WORK TO COMPLETE
Copy every line below precisely as it appears.

Dataset entries
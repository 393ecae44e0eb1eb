// Copyright (C) 2025 Piers Finlayson <piers@piers.rocks>
//
// MIT License

//! Error types returned by `kale-rom`.

use std::path::PathBuf;
use thiserror::Error;

use crate::chunk::ChunkKind;

pub type Result<T, E = RomError> = std::result::Result<T, E>;

/// Failures from the compression codec.
#[derive(Debug, Clone, PartialEq, Eq, Error)]
pub enum CodecError {
    #[error("compressed stream ended unexpectedly at input byte {0}")]
    Truncated(usize),

    #[error("back-reference to 0x{offset:04X} (length {length}) outside the {produced} bytes produced")]
    BadReference {
        offset: usize,
        length: usize,
        produced: usize,
    },

    #[error("decompressed data exceeds {max} bytes")]
    OutputOverflow { max: usize },

    #[error("input of {size} bytes exceeds the {max} byte limit")]
    InputTooLarge { size: usize, max: usize },
}

#[derive(Debug, Error)]
pub enum RomError {
    #[error("failed to access {}: {source}", path.display())]
    Io {
        path: PathBuf,
        #[source]
        source: std::io::Error,
    },

    #[error("invalid iNES header: {0}")]
    BadHeader(String),

    #[error("failed to parse {0}")]
    Parse(String),

    #[error("ROM has {found} PRG banks, but the layout needs bank 0x{needed:02X} - apply the map expansion patch first")]
    RomTooSmall { found: usize, needed: u8 },

    #[error("access of {len} bytes at file offset 0x{offset:06X} is outside the {file_len} byte ROM")]
    OutOfBounds {
        offset: usize,
        len: usize,
        file_len: usize,
    },

    #[error("write of {len} bytes at {addr} would cross a bank boundary")]
    BankOverflow { addr: String, len: usize },

    #[error("decompression failed at {addr}: {source}")]
    Codec {
        addr: String,
        #[source]
        source: CodecError,
    },

    #[error("compression failed: {0}")]
    Pack(#[from] CodecError),

    #[error("level 0x{level:03X} has an invalid size ({screens_h}x{screens_v} screens)")]
    InvalidLevelSize {
        level: usize,
        screens_h: u8,
        screens_v: u8,
    },

    #[error("level 0x{level:03X} has no map data")]
    MissingLevel { level: usize },

    #[error("level 0x{level:03X} exit pointers are out of order (0x{this:04X} then 0x{next:04X})")]
    BadExitPointers { level: usize, this: u32, next: u32 },

    #[error("{what} is out of range ({value}, maximum {max})")]
    OutOfRange {
        what: String,
        value: u32,
        max: u32,
    },

    #[error("index {index} is out of range for {what} (count {count})")]
    BadIndex {
        what: &'static str,
        index: usize,
        count: usize,
    },

    #[error("too many exits: {count} total, maximum is {max}")]
    TooManyExits { count: usize, max: usize },

    #[error("not enough free space: {needed} bytes needed, {available} bytes available")]
    OutOfSpace { needed: usize, available: usize },

    #[error("{kind} chunk for 0x{owner:03X} is {size} bytes, larger than a bank")]
    ChunkTooLarge {
        kind: ChunkKind,
        owner: usize,
        size: usize,
    },

    #[error("ran out of banks placing {kind} chunk for 0x{owner:03X} ({size} bytes)")]
    AllocationFailed {
        kind: ChunkKind,
        owner: usize,
        size: usize,
    },

    #[error("map clear data is {needed} bytes, only {available} bytes available")]
    MapClearTooLarge { needed: usize, available: usize },

    #[error("a save is in progress, editing is disabled")]
    SaveInProgress,

    #[error("invalid IPS patch: {0}")]
    BadPatch(String),

    #[error("invalid layout: {0}")]
    BadLayout(String),

    #[error("JSON error: {0}")]
    Json(#[from] serde_json::Error),
}

impl RomError {
    /// Helper used when a value does not fit in its packed ROM field.
    pub(crate) fn range(what: impl Into<String>, value: u32, max: u32) -> Self {
        RomError::OutOfRange {
            what: what.into(),
            value,
            max,
        }
    }
}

SOLUTION
repository 393ecae44e0eb1eb
// Copyright (C) 2025 Piers Finlayson <piers@piers.rocks>
//
// MIT License

//! Error types returned by `kale-rom`.

use std::path::PathBuf;
use thiserror::Error;

use crate::chunk::ChunkKind;

pub type Result<T, E = RomError> = std::result::Result<T, E>;

/// Failures from the compression codec.
#[derive(Debug, Clone, PartialEq, Eq, Error)]
pub enum CodecError {
    #[error("compressed stream ended unexpectedly at input byte {0}")]
    Truncated(usize),

    #[error("back-reference to 0x{offset:04X} (length {length}) outside the {produced} bytes produced")]
    BadReference {
        offset: usize,
        length: usize,
        produced: usize,
    },

    #[error("decompressed data exceeds {max} bytes")]
    OutputOverflow { max: usize },

    #[error("input of {size} bytes exceeds the {max} byte limit")]
    InputTooLarge { size: usize, max: usize },
}

#[derive(Debug, Error)]
pub enum RomError {
    #[error("failed to access {}: {source}", path.display())]
    Io {
        path: PathBuf,
        #[source]
        source: std::io::Error,
    },

    #[error("invalid iNES header: {0}")]
    BadHeader(String),

    #[error("failed to parse {0}")]
    Parse(String),

    #[error("ROM has {found} PRG banks, but the layout needs bank 0x{needed:02X} - apply the map expansion patch first")]
    RomTooSmall { found: usize, needed: u8 },

    #[error("access of {len} bytes at file offset 0x{offset:06X} is outside the {file_len} byte ROM")]
    OutOfBounds {
        offset: usize,
        len: usize,
        file_len: usize,
    },

    #[error("write of {len} bytes at {addr} would cross a bank boundary")]
    BankOverflow { addr: String, len: usize },

    #[error("decompression failed at {addr}: {source}")]
    Codec {
        addr: String,
        #[source]
        source: CodecError,
    },

    #[error("compression failed: {0}")]
    Pack(#[from] CodecError),

    #[error("level 0x{level:03X} has an invalid size ({screens_h}x{screens_v} screens)")]
    InvalidLevelSize {
        level: usize,
        screens_h: u8,
        screens_v: u8,
    },

    #[error("level 0x{level:03X} has no map data")]
    MissingLevel { level: usize },

    #[error("level 0x{level:03X} exit pointers are out of order (0x{this:04X} then 0x{next:04X})")]
    BadExitPointers { level: usize, this: u32, next: u32 },

    #[error("{what} is out of range ({value}, maximum {max})")]
    OutOfRange {
        what: String,
        value: u32,
        max: u32,
    },

    #[error("index {index} is out of range for {what} (count {count})")]
    BadIndex {
        what: &'static str,
        index: usize,
        count: usize,
    },

    #[error("too many exits: {count} total, maximum is {max}")]
    TooManyExits { count: usize, max: usize },

    #[error("not enough free space: {needed} bytes needed, {available} bytes available")]
    OutOfSpace { needed: usize, available: usize },

    #[error("{kind} chunk for 0x{owner:03X} is {size} bytes, larger than a bank")]
    ChunkTooLarge {
        kind: ChunkKind,
        owner: usize,
        size: usize,
    },

    #[error("ran out of banks placing {kind} chunk for 0x{owner:03X} ({size} bytes)")]
    AllocationFailed {
        kind: ChunkKind,
        owner: usize,
        size: usize,
    },

    #[error("map clear data is {needed} bytes, only {available} bytes available")]
    MapClearTooLarge { needed: usize, available: usize },

    #[error("a save is in progress, editing is disabled")]
    SaveInProgress,

    #[error("invalid IPS patch: {0}")]
    BadPatch(String),

    #[error("invalid layout: {0}")]
    BadLayout(String),

    #[error("JSON error: {0}")]
    Json(#[from] serde_json::Error),
}

impl RomError {
    /// Helper used when a value does not fit in its packed ROM field.
    pub(crate) fn range(what: impl Into<String>, value: u32, max: u32) -> Self {
        RomError::OutOfRange {
            what: what.into(),
            value,
            max,
        }
    }
}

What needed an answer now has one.